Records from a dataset
○ ○ ○

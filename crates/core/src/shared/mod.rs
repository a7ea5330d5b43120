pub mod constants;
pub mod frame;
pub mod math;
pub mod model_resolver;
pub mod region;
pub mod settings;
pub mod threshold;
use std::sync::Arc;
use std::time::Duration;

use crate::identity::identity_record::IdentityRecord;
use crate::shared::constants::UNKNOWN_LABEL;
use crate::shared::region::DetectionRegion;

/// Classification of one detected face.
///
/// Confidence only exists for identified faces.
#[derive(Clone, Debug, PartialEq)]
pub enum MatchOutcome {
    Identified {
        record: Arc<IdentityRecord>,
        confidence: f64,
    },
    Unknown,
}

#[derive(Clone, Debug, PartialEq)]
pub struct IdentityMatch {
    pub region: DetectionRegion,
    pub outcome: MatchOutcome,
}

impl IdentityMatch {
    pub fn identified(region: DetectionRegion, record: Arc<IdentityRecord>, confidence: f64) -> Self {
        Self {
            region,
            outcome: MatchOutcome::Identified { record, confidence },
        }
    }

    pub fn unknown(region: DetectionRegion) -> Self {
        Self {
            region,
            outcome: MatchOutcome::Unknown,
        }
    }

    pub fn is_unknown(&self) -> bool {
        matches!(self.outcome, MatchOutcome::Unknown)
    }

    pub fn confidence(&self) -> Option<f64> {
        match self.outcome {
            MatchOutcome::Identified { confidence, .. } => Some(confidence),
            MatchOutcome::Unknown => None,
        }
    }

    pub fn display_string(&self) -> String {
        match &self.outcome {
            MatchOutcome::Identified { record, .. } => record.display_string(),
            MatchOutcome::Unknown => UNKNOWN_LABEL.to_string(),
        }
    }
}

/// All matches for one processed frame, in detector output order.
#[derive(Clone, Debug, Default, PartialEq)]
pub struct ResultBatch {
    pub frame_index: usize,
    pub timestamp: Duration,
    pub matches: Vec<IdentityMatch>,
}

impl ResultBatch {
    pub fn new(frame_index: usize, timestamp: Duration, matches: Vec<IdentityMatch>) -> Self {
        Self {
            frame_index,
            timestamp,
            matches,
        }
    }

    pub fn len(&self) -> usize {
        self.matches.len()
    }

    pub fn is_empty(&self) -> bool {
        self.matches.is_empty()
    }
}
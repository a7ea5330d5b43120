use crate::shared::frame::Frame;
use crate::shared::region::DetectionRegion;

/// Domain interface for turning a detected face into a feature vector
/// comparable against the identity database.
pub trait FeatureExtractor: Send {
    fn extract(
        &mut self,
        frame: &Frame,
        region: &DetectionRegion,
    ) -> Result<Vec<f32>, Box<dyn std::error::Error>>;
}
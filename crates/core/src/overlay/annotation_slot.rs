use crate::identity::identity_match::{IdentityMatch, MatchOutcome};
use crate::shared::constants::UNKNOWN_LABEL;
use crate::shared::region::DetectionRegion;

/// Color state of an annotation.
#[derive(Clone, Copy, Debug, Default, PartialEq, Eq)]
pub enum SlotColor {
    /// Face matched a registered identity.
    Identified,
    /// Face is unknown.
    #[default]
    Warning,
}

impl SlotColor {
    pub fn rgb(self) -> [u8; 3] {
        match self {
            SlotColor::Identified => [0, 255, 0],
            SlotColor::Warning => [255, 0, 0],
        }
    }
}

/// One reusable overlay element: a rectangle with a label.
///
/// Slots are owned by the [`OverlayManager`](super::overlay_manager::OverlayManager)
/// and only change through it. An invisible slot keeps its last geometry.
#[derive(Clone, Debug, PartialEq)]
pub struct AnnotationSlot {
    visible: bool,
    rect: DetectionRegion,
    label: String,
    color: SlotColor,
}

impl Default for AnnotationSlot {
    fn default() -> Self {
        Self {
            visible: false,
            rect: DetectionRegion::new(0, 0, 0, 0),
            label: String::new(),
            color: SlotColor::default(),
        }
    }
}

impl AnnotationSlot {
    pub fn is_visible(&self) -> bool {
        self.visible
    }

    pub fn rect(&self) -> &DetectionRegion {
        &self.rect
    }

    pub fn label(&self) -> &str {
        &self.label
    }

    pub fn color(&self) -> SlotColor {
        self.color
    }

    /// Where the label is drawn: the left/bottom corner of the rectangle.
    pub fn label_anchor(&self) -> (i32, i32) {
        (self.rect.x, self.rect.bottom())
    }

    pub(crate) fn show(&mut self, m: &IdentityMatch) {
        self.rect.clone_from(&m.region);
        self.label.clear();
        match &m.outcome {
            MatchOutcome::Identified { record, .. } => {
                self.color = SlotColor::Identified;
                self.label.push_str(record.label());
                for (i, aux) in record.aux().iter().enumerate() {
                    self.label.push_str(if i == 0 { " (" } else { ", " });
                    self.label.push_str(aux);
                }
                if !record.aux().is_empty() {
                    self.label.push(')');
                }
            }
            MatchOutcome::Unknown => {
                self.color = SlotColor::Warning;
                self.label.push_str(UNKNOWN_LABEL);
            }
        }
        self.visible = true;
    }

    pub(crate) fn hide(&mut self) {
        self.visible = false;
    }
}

○ ○ ○

Instructions to follow:
Given the data above, which lines hold the string "SlotColor"? Return them.

Response to this task:
pub enum SlotColor {
impl SlotColor {
            SlotColor::Identified => [0, 255, 0],
            SlotColor::Warning => [255, 0, 0],
    color: SlotColor,
            color: SlotColor::default(),
    pub fn color(&self) -> SlotColor {
                self.color = SlotColor::Identified;
                self.color = SlotColor::Warning;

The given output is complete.